■ **DESCRIPTION OF THE TASK**
Read through the records. Copy each line that has the word "must".

■ **DATA FOR REVIEW**
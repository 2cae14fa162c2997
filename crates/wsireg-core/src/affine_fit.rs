//! Affine transform estimation from point correspondences.
//!
//! [`fit_affine_lstsq`] is the plain least-squares fit over all pairs;
//! [`estimate_affine`] wraps it in a deterministic RANSAC loop so that
//! mismatches surviving feature matching do not bias the result.

use crate::{AffineTransform, RegistrationError, Result};
use nalgebra::{DMatrix, DVector, Matrix3, Point2, Vector3};
use rand::{rngs::StdRng, seq::index, SeedableRng};
use serde::{Deserialize, Serialize};

#[cfg(feature = "tracing")]
use tracing::instrument;

/// Robust estimator settings.
#[derive(Clone, Debug, PartialEq, Serialize, Deserialize)]
#[serde(default)]
pub struct RansacParams {
    /// Upper bound on minimal-sample hypotheses.
    pub max_iterations: usize,
    /// Residual (fixed-image pixels) under which a pair counts as an inlier.
    pub inlier_threshold_px: f64,
    /// Target probability of drawing at least one all-inlier sample; drives
    /// early termination.
    pub confidence: f64,
    /// Seed of the sampler. Equal inputs and seed give equal results.
    pub seed: u64,
}

impl Default for RansacParams {
    fn default() -> Self {
        Self {
            max_iterations: 2000,
            inlier_threshold_px: 3.0,
            confidence: 0.999,
            seed: 0x5EED_A11C,
        }
    }
}

impl RansacParams {
    pub fn validate(&self) -> Result<()> {
        if self.max_iterations == 0 {
            return Err(RegistrationError::invalid_parameter(
                "max_iterations",
                "must be positive",
            ));
        }
        if !(self.inlier_threshold_px.is_finite() && self.inlier_threshold_px > 0.0) {
            return Err(RegistrationError::invalid_parameter(
                "inlier_threshold_px",
                format!("must be a positive number, got {}", self.inlier_threshold_px),
            ));
        }
        if !(self.confidence > 0.0 && self.confidence < 1.0) {
            return Err(RegistrationError::invalid_parameter(
                "confidence",
                format!("must lie in (0, 1), got {}", self.confidence),
            ));
        }
        Ok(())
    }
}

/// Result of a robust affine fit.
#[derive(Clone, Debug)]
pub struct AffineFit {
    /// Maps moving points onto fixed points.
    pub transform: AffineTransform,
    /// Inlier flag per input pair.
    pub inliers: Vec<bool>,
    /// RMS residual over the inliers, in fixed-image pixels.
    pub rms_residual: f64,
}

impl AffineFit {
    pub fn inlier_count(&self) -> usize {
        self.inliers.iter().filter(|&&v| v).count()
    }
}

fn check_pairs(fixed: &[Point2<f64>], moving: &[Point2<f64>]) -> Result<()> {
    if fixed.len() != moving.len() {
        return Err(RegistrationError::invalid_parameter(
            "points",
            format!(
                "fixed and moving point sets differ in length ({} vs {})",
                fixed.len(),
                moving.len()
            ),
        ));
    }
    if fixed.len() < 3 || is_collinear(moving) || is_collinear(fixed) {
        return Err(RegistrationError::InsufficientCorrespondences {
            found: fixed.len(),
        });
    }
    Ok(())
}

/// True when the points do not span two dimensions.
fn is_collinear(pts: &[Point2<f64>]) -> bool {
    let n = pts.len() as f64;
    if pts.len() < 3 {
        return true;
    }
    let (cx, cy) = pts
        .iter()
        .fold((0.0, 0.0), |(sx, sy), p| (sx + p.x, sy + p.y));
    let (cx, cy) = (cx / n, cy / n);
    let (mut sxx, mut sxy, mut syy) = (0.0, 0.0, 0.0);
    for p in pts {
        let dx = p.x - cx;
        let dy = p.y - cy;
        sxx += dx * dx;
        sxy += dx * dy;
        syy += dy * dy;
    }
    let trace = sxx + syy;
    if trace <= f64::EPSILON {
        return true;
    }
    let det = sxx * syy - sxy * sxy;
    // smallest/largest eigenvalue ratio of the scatter matrix
    let disc = (0.25 * trace * trace - det).max(0.0).sqrt();
    let l_min = 0.5 * trace - disc;
    let l_max = 0.5 * trace + disc;
    l_min / l_max < 1e-10
}

fn normalization(pts: &[&Point2<f64>]) -> Matrix3<f64> {
    let n = pts.len() as f64;
    let (mut cx, mut cy) = (0.0, 0.0);
    for p in pts {
        cx += p.x;
        cy += p.y;
    }
    cx /= n;
    cy /= n;
    let mean_dist = pts
        .iter()
        .map(|p| ((p.x - cx).powi(2) + (p.y - cy).powi(2)).sqrt())
        .sum::<f64>()
        / n;
    let s = if mean_dist > 1e-12 {
        std::f64::consts::SQRT_2 / mean_dist
    } else {
        1.0
    };
    Matrix3::new(s, 0.0, -s * cx, 0.0, s, -s * cy, 0.0, 0.0, 1.0)
}

#[inline]
fn apply3(t: &Matrix3<f64>, p: &Point2<f64>) -> (f64, f64) {
    let v = t * Vector3::new(p.x, p.y, 1.0);
    (v[0], v[1])
}

fn lstsq_subset(
    fixed: &[Point2<f64>],
    moving: &[Point2<f64>],
    idx: &[usize],
) -> Option<AffineTransform> {
    let f: Vec<&Point2<f64>> = idx.iter().map(|&i| &fixed[i]).collect();
    let m: Vec<&Point2<f64>> = idx.iter().map(|&i| &moving[i]).collect();
    let t_f = normalization(&f);
    let t_m = normalization(&m);

    let n = idx.len();
    let mut a = DMatrix::<f64>::zeros(n, 3);
    let mut bx = DVector::<f64>::zeros(n);
    let mut by = DVector::<f64>::zeros(n);
    for k in 0..n {
        let (x, y) = apply3(&t_m, m[k]);
        let (u, v) = apply3(&t_f, f[k]);
        a[(k, 0)] = x;
        a[(k, 1)] = y;
        a[(k, 2)] = 1.0;
        bx[k] = u;
        by[k] = v;
    }

    let svd = a.svd(true, true);
    let rx = svd.solve(&bx, 1e-12).ok()?;
    let ry = svd.solve(&by, 1e-12).ok()?;
    let an = Matrix3::new(rx[0], rx[1], rx[2], ry[0], ry[1], ry[2], 0.0, 0.0, 1.0);

    // moving -> fixed = T_f^-1 * An * T_m
    let m_den = t_f.try_inverse()? * an * t_m;
    let t = AffineTransform::try_from_matrix(m_den).ok()?;
    (t.determinant().abs() > 1e-12).then_some(t)
}

/// Least-squares affine fit over all pairs (no outlier rejection).
pub fn fit_affine_lstsq(
    fixed: &[Point2<f64>],
    moving: &[Point2<f64>],
) -> Result<AffineTransform> {
    check_pairs(fixed, moving)?;
    let idx: Vec<usize> = (0..fixed.len()).collect();
    lstsq_subset(fixed, moving, &idx).ok_or(RegistrationError::InsufficientCorrespondences {
        found: fixed.len(),
    })
}

/// Exact affine through three pairs; `None` for collinear samples.
fn fit_minimal(
    fixed: &[Point2<f64>],
    moving: &[Point2<f64>],
    idx: [usize; 3],
) -> Option<AffineTransform> {
    let mut a = Matrix3::<f64>::zeros();
    let mut bx = Vector3::<f64>::zeros();
    let mut by = Vector3::<f64>::zeros();
    for (r, &i) in idx.iter().enumerate() {
        a[(r, 0)] = moving[i].x;
        a[(r, 1)] = moving[i].y;
        a[(r, 2)] = 1.0;
        bx[r] = fixed[i].x;
        by[r] = fixed[i].y;
    }
    let lu = a.lu();
    let rx = lu.solve(&bx)?;
    let ry = lu.solve(&by)?;
    let t = AffineTransform::from_rows([[rx[0], rx[1], rx[2]], [ry[0], ry[1], ry[2]]]);
    let scale = a.abs().max().max(1.0);
    (t.determinant().abs() > 1e-9 && a.determinant().abs() > 1e-9 * scale * scale).then_some(t)
}

fn residual(t: &AffineTransform, f: &Point2<f64>, m: &Point2<f64>) -> f64 {
    let p = t.apply(*m);
    ((p.x - f.x).powi(2) + (p.y - f.y).powi(2)).sqrt()
}

fn inlier_mask(
    t: &AffineTransform,
    fixed: &[Point2<f64>],
    moving: &[Point2<f64>],
    thr: f64,
) -> Vec<bool> {
    fixed
        .iter()
        .zip(moving)
        .map(|(f, m)| residual(t, f, m) <= thr)
        .collect()
}

fn required_iterations(confidence: f64, inlier_ratio: f64, cap: usize) -> usize {
    let w3 = inlier_ratio.powi(3);
    if w3 >= 1.0 - 1e-12 {
        return 1;
    }
    if w3 <= 1e-12 {
        return cap;
    }
    let k = (1.0 - confidence).ln() / (1.0 - w3).ln();
    (k.ceil() as usize).clamp(1, cap)
}

/// Robust affine estimation: RANSAC over minimal 3-point samples followed by
/// a least-squares refit on the consensus set.
///
/// Fails with `InsufficientCorrespondences` for fewer than three pairs or when
/// either point set is collinear.
#[cfg_attr(
    feature = "tracing",
    instrument(level = "info", skip(fixed, moving, params), fields(pairs = fixed.len()))
)]
pub fn estimate_affine(
    fixed: &[Point2<f64>],
    moving: &[Point2<f64>],
    params: &RansacParams,
) -> Result<AffineFit> {
    params.validate()?;
    check_pairs(fixed, moving)?;
    let n = fixed.len();
    let thr = params.inlier_threshold_px;

    let mut rng = StdRng::seed_from_u64(params.seed);
    let mut best: Option<(usize, AffineTransform)> = None;
    let mut budget = params.max_iterations;
    let mut iter = 0;
    while iter < budget {
        iter += 1;
        let picked = index::sample(&mut rng, n, 3);
        let sample = [picked.index(0), picked.index(1), picked.index(2)];
        let Some(model) = fit_minimal(fixed, moving, sample) else {
            continue;
        };
        let count = inlier_mask(&model, fixed, moving, thr)
            .into_iter()
            .filter(|&v| v)
            .count();
        if best.as_ref().is_none_or(|(c, _)| count > *c) {
            budget = required_iterations(
                params.confidence,
                count as f64 / n as f64,
                params.max_iterations,
            );
            best = Some((count, model));
        }
    }

    let mut model = match best {
        Some((_, model)) => model,
        None => fit_affine_lstsq(fixed, moving)?,
    };
    let mut inliers = inlier_mask(&model, fixed, moving, thr);

    // Refit on the consensus set until it stops changing.
    for _ in 0..5 {
        let idx: Vec<usize> = (0..n).filter(|&i| inliers[i]).collect();
        if idx.len() < 3 {
            break;
        }
        let Some(refit) = lstsq_subset(fixed, moving, &idx) else {
            break;
        };
        let next = inlier_mask(&refit, fixed, moving, thr);
        if next.iter().filter(|&&v| v).count() < idx.len() {
            break;
        }
        model = refit;
        let stable = next == inliers;
        inliers = next;
        if stable {
            break;
        }
    }

    let (sum_sq, count) = fixed
        .iter()
        .zip(moving)
        .zip(&inliers)
        .filter(|(_, &keep)| keep)
        .fold((0.0, 0usize), |(s, c), ((f, m), _)| {
            (s + residual(&model, f, m).powi(2), c + 1)
        });
    let rms_residual = if count > 0 {
        (sum_sq / count as f64).sqrt()
    } else {
        f64::INFINITY
    };

    log::debug!(
        "affine fit: {count}/{n} inliers after {iter} hypotheses, rms {rms_residual:.3}px"
    );

    Ok(AffineFit {
        transform: model,
        inliers,
        rms_residual,
    })
}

■ **WRITTEN SOLUTION**
                "must be positive",
                format!("must be a positive number, got {}", self.inlier_threshold_px),
                format!("must lie in (0, 1), got {}", self.confidence),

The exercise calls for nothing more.